Hiker has a post which does a good job of explaining what's so slimy about pro football in a much calmer way than I could do-- to give you a hint, I would talk about double-Y-chromosome prison escapees and drug addicts being paid salaries the size of some countries' GDPs to ram their heads against each other in a gladiatorial arena and break each other's legs for the entertainment of millions of pot-bellied, bald, beer-stained couch primates who will go to bars and discuss pointless statistics with each other and drink till they pass out if their team wins, and go into furious rages and beat their wives and children and crash their cars if it loses. It's about the most quintessentially debasing thing that we as a country do, and it's held up as the Pinnacle of Twentieth-Centry American Culture and the advertisers' paradise, the start of the new sales fiscal year.
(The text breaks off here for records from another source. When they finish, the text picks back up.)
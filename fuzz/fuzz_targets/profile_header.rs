#![no_main]

use libfuzzer_sys::fuzz_target;
use glscope::attribution::ProfileHeader;
use glscope::config::ProfileColumns;

fuzz_target!(|data: &[u8]| {
    if let Ok(input) = std::str::from_utf8(data) {
        let mut lines = input.lines();
        if let Some(Ok(header)) = lines
            .next()
            .map(|line| ProfileHeader::parse(line, &ProfileColumns::default()))
        {
            for line in lines {
                let _ = header.parse_row(line);
            }
        }
    }
});
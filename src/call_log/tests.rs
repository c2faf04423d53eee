// Parser tests over small hand-written dumps

use super::*;
use std::io::Cursor;

fn push(call: u64, message: &str) -> String {
    format!(
        r#"{} glPushDebugGroup(source = GL_DEBUG_SOURCE_APPLICATION, id = 0, length = -1, message = "{}")"#,
        call, message
    )
}

fn pop(call: u64) -> String {
    format!("{} glPopDebugGroup()", call)
}

fn label(call: u64, program: u32, text: &str) -> String {
    format!(
        r#"{} glObjectLabel(identifier = GL_PROGRAM, name = {}, length = -1, label = "{}")"#,
        call, program, text
    )
}

fn fetch(call: u64, value: u64) -> String {
    format!(
        "{} glGetQueryObjectui64v(id = 1, pname = GL_QUERY_RESULT, params = &{})",
        call, value
    )
}

#[test]
fn test_labels_collected() {
    let log = parse_call_log([
        label(1234, 42, "shaders/test.glsl"),
        label(5678, 99, "shaders/pbr.frag"),
    ]);

    assert_eq!(log.labels.len(), 2);
    assert_eq!(log.labels.get(42), Some("shaders/test.glsl"));
    assert_eq!(log.labels.get(99), Some("shaders/pbr.frag"));
}

#[test]
fn test_label_last_write_wins() {
    let log = parse_call_log([label(1, 7, "shaders/old.glsl"), label(2, 7, "shaders/new.glsl")]);
    assert_eq!(log.labels.len(), 1);
    assert_eq!(log.labels.get(7), Some("shaders/new.glsl"));
}

#[test]
fn test_sequential_groups() {
    let log = parse_call_log([
        push(100, "IBL Generation"),
        pop(200),
        push(300, "Rendering"),
        pop(400),
    ]);

    assert_eq!(
        log.intervals,
        vec![
            DebugGroupInterval::new(100, 200, "IBL Generation"),
            DebugGroupInterval::new(300, 400, "Rendering"),
        ]
    );
}

#[test]
fn test_nested_groups_emitted_in_close_order() {
    let log = parse_call_log([
        push(10, "Frame"),
        push(20, "Shadow"),
        pop(30),
        push(40, "Lighting"),
        pop(50),
        pop(60),
    ]);

    let order: Vec<(u64, u64, &str)> = log
        .intervals
        .iter()
        .map(|i| (i.start, i.end, i.label.as_str()))
        .collect();
    assert_eq!(
        order,
        vec![(20, 30, "Shadow"), (40, 50, "Lighting"), (10, 60, "Frame")]
    );
}

#[test]
fn test_unmatched_pop_discarded() {
    let log = parse_call_log([pop(5), push(10, "A"), pop(20), pop(25)]);

    assert_eq!(log.intervals, vec![DebugGroupInterval::new(10, 20, "A")]);
    assert_eq!(log.unmatched_pops, 2);
}

#[test]
fn test_unclosed_push_counted() {
    let log = parse_call_log([push(10, "Outer"), push(20, "Inner"), pop(30)]);

    assert_eq!(log.intervals, vec![DebugGroupInterval::new(20, 30, "Inner")]);
    assert_eq!(log.unclosed_pushes, 1);
}

#[test]
fn test_fetches_kept_in_log_order() {
    let log = parse_call_log([fetch(16039, 3550650788280), fetch(16038, 3550341052030)]);

    assert_eq!(
        log.fetches,
        vec![
            TimestampFetch {
                call: 16039,
                value: 3550650788280
            },
            TimestampFetch {
                call: 16038,
                value: 3550341052030
            },
        ]
    );
}

#[test]
fn test_unrecognised_lines_ignored() {
    let log = parse_call_log([
        "",
        "garbage",
        "42 glDrawElements(mode = GL_TRIANGLES, count = 36, type = GL_UNSIGNED_INT, indices = NULL)",
        "glPopDebugGroup()",
    ]);

    assert!(log.labels.is_empty());
    assert!(log.intervals.is_empty());
    assert!(log.fetches.is_empty());
    assert_eq!(log.unmatched_pops, 0);
}

#[test]
fn test_read_call_log_from_reader() {
    let text = [push(1, "A"), pop(2), fetch(3, 10), fetch(4, 20)].join("\n");
    let log = read_call_log(Cursor::new(text)).unwrap();

    assert_eq!(log.intervals.len(), 1);
    assert_eq!(log.fetches.len(), 2);
}

#[test]
fn test_incremental_feed_matches_batch() {
    let lines = [push(1, "A"), push(2, "B"), pop(3), pop(4), label(5, 1, "x")];

    let mut parser = CallLogParser::new();
    for line in &lines {
        parser.feed(line);
    }
    let incremental = parser.finish();
    let batch = parse_call_log(&lines);

    assert_eq!(incremental.intervals, batch.intervals);
    assert_eq!(incremental.labels, batch.labels);
}

#[test]
fn test_invalid_utf8_line_is_ignored() {
    let mut bytes = Vec::new();
    bytes.extend_from_slice(push(100, "Bloom").as_bytes());
    bytes.extend_from_slice(b"\n150 glStringMarkerGREMEDY(len = 2, string = \"\xff\xfe\")\n");
    bytes.extend_from_slice(pop(200).as_bytes());
    bytes.push(b'\n');

    let log = read_call_log(Cursor::new(bytes)).unwrap();

    assert_eq!(log.intervals, vec![DebugGroupInterval::new(100, 200, "Bloom")]);
}

#[test]
fn test_lossy_lines_strip_line_endings() {
    let lines: Vec<String> = lossy_lines(Cursor::new(b"a\r\nb\xff\nc".to_vec()))
        .collect::<std::io::Result<_>>()
        .unwrap();

    assert_eq!(lines, vec!["a", "b\u{FFFD}", "c"]);
}
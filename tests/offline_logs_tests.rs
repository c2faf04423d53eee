//! End-to-end tests over saved apitrace output
//!
//! Runs the binary with --dump-log/--profile-log so no apitrace install is needed.

use predicates::prelude::*;
use std::path::PathBuf;

fn fixture(name: &str) -> PathBuf {
    PathBuf::from(env!("CARGO_MANIFEST_DIR"))
        .join("tests")
        .join("fixtures")
        .join(name)
}

fn glscope_offline() -> assert_cmd::Command {
    let mut cmd = assert_cmd::cargo::cargo_bin_cmd!("glscope");
    cmd.arg("--dump-log")
        .arg(fixture("ibl_frame.dump.txt"))
        .arg("--profile-log")
        .arg(fixture("ibl_frame.pgpu.txt"));
    cmd
}

#[test]
fn test_text_report_tables() {
    glscope_offline()
        .assert()
        .success()
        .stdout(predicate::str::contains("=== Performance by Shader (Cumulative) ==="))
        .stdout(predicate::str::contains("=== Debug Groups (Per Instance) ==="))
        .stdout(predicate::str::contains("shaders/IBL/irradiance.frag"))
        .stdout(predicate::str::contains("[Fixed Function / Clear]"))
        .stdout(predicate::str::contains("100-300"))
        .stdout(predicate::str::contains("4.0*"))
        .stdout(predicate::str::contains("Total Frames: 1"));
}

#[test]
fn test_text_report_shader_order() {
    let output = glscope_offline().output().unwrap();
    let stdout = String::from_utf8(output.stdout).unwrap();

    let irradiance = stdout.find("shaders/IBL/irradiance.frag").unwrap();
    let pbr = stdout.find("shaders/pbr.frag").unwrap();
    let clear = stdout.find("[Fixed Function / Clear]").unwrap();
    assert!(irradiance < pbr);
    assert!(pbr < clear);
}

#[test]
fn test_frames_override_changes_per_frame_average() {
    glscope_offline()
        .arg("--frames")
        .arg("4")
        .assert()
        .success()
        .stdout(predicate::str::contains("1.0000"))
        .stdout(predicate::str::contains("Total Frames: 4"));
}

#[test]
fn test_json_report() {
    let output = glscope_offline().arg("--format").arg("json").output().unwrap();
    assert!(output.status.success());

    let value: serde_json::Value = serde_json::from_slice(&output.stdout).unwrap();
    let shaders = value["shaders"].as_array().unwrap();
    assert_eq!(shaders.len(), 4);
    assert_eq!(shaders[0]["name"], "shaders/IBL/irradiance.frag");
    assert_eq!(shaders[0]["draws"], 2);
    assert_eq!(shaders[0]["gpu_time_ns"], 4_000_000);
    assert_eq!(shaders[0]["app_timer_ns"], 4_000_000);

    let markers = value["markers"].as_array().unwrap();
    assert_eq!(markers.len(), 3);
    assert_eq!(markers[0]["label"], "IBL: Precompute");
    assert_eq!(markers[0]["is_sum"], true);
    assert_eq!(markers[1]["has_own_timer"], true);
    assert_eq!(markers[2]["calls"], 2);

    assert_eq!(value["summary"]["unmatched_pops"], 1);
    assert_eq!(value["summary"]["rows_skipped"], 1);
}

#[test]
fn test_csv_report() {
    glscope_offline()
        .arg("--format")
        .arg("csv")
        .assert()
        .success()
        .stdout(predicate::str::starts_with("shader,draws,gpu_time_ns,app_timer_ns"))
        .stdout(predicate::str::contains("shaders/pbr.frag,1,2000000,0"))
        .stdout(predicate::str::contains("0,IBL: Irradiance,110,200,2,4000000,4000000,true,false"));
}

#[test]
fn test_narrow_timer_window_drops_own_timer() {
    let output = glscope_offline()
        .arg("--format")
        .arg("json")
        .arg("--timer-window")
        .arg("0")
        .output()
        .unwrap();
    let value: serde_json::Value = serde_json::from_slice(&output.stdout).unwrap();

    for marker in value["markers"].as_array().unwrap() {
        assert_eq!(marker["timer_ns"], 0);
    }
}

#[test]
fn test_config_file_changes_policy() {
    let dir = tempfile::TempDir::new().unwrap();
    let config = dir.path().join("glscope.toml");
    std::fs::write(
        &config,
        "[attribution]\nshader_markers = []\nlabel_markers = [\"Opaque\"]\n",
    )
    .unwrap();

    let output = glscope_offline()
        .arg("--format")
        .arg("json")
        .arg("--config")
        .arg(&config)
        .output()
        .unwrap();
    assert!(output.status.success());
    let value: serde_json::Value = serde_json::from_slice(&output.stdout).unwrap();

    // No IBL-tagged pairs any more, and "Opaque Pass" has no own timer.
    for shader in value["shaders"].as_array().unwrap() {
        assert_eq!(shader["app_timer_ns"], 0);
    }
}

#[test]
fn test_missing_header_fails() {
    let dir = tempfile::TempDir::new().unwrap();
    let profile = dir.path().join("pgpu.txt");
    std::fs::write(&profile, "call 150 0 3000000 1\n").unwrap();

    let mut cmd = assert_cmd::cargo::cargo_bin_cmd!("glscope");
    cmd.arg("--dump-log")
        .arg(fixture("ibl_frame.dump.txt"))
        .arg("--profile-log")
        .arg(&profile)
        .assert()
        .failure()
        .stderr(predicate::str::contains("profiling header"));
}

#[test]
fn test_missing_column_fails() {
    let dir = tempfile::TempDir::new().unwrap();
    let profile = dir.path().join("pgpu.txt");
    std::fs::write(&profile, "# no program\ncall 150 1\n").unwrap();

    let mut cmd = assert_cmd::cargo::cargo_bin_cmd!("glscope");
    cmd.arg("--dump-log")
        .arg(fixture("ibl_frame.dump.txt"))
        .arg("--profile-log")
        .arg(&profile)
        .assert()
        .failure()
        .stderr(predicate::str::contains("gpu_dura"));
}

#[test]
fn test_missing_dump_file_fails() {
    let mut cmd = assert_cmd::cargo::cargo_bin_cmd!("glscope");
    cmd.arg("--dump-log")
        .arg("/nonexistent/dump.txt")
        .arg("--profile-log")
        .arg(fixture("ibl_frame.pgpu.txt"))
        .assert()
        .failure()
        .stderr(predicate::str::contains("Failed to open"));
}

#[test]
fn test_no_arguments_shows_usage_error() {
    let mut cmd = assert_cmd::cargo::cargo_bin_cmd!("glscope");
    cmd.assert()
        .failure()
        .stderr(predicate::str::contains("Usage"));
}

#[test]
fn test_trace_with_offline_logs_rejected() {
    glscope_offline()
        .arg("frame.trace")
        .assert()
        .failure()
        .stderr(predicate::str::contains("cannot be used with"));
}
But I'm not going to do that. (Hah! See, I didn't really say anything in the preceding paragraph.) My problem with sports is rooted in academics. I spent my high school years trying to find a university to attend where my $30,000 tuition wasn't inflated to that level by athletic scholarships being handed out by scouts at the high-school football games, giving kids with single-digit IQs a free pass to go to Stanford or UCLA just because it would make their sports teams better. These universities have to staff remedial Geometry classes so the schools can pretend their athletes are students, while they're really just rewarding them for never having even bothered to go to classes in junior high with a free ticket to some of the most prestigious places on earth to learn, while kids with 1550s on their SATs can't go because the school won't pay their tuition, no way. Why foster a genius at your temple of learning when you can recruit a thug to help you get a trophy?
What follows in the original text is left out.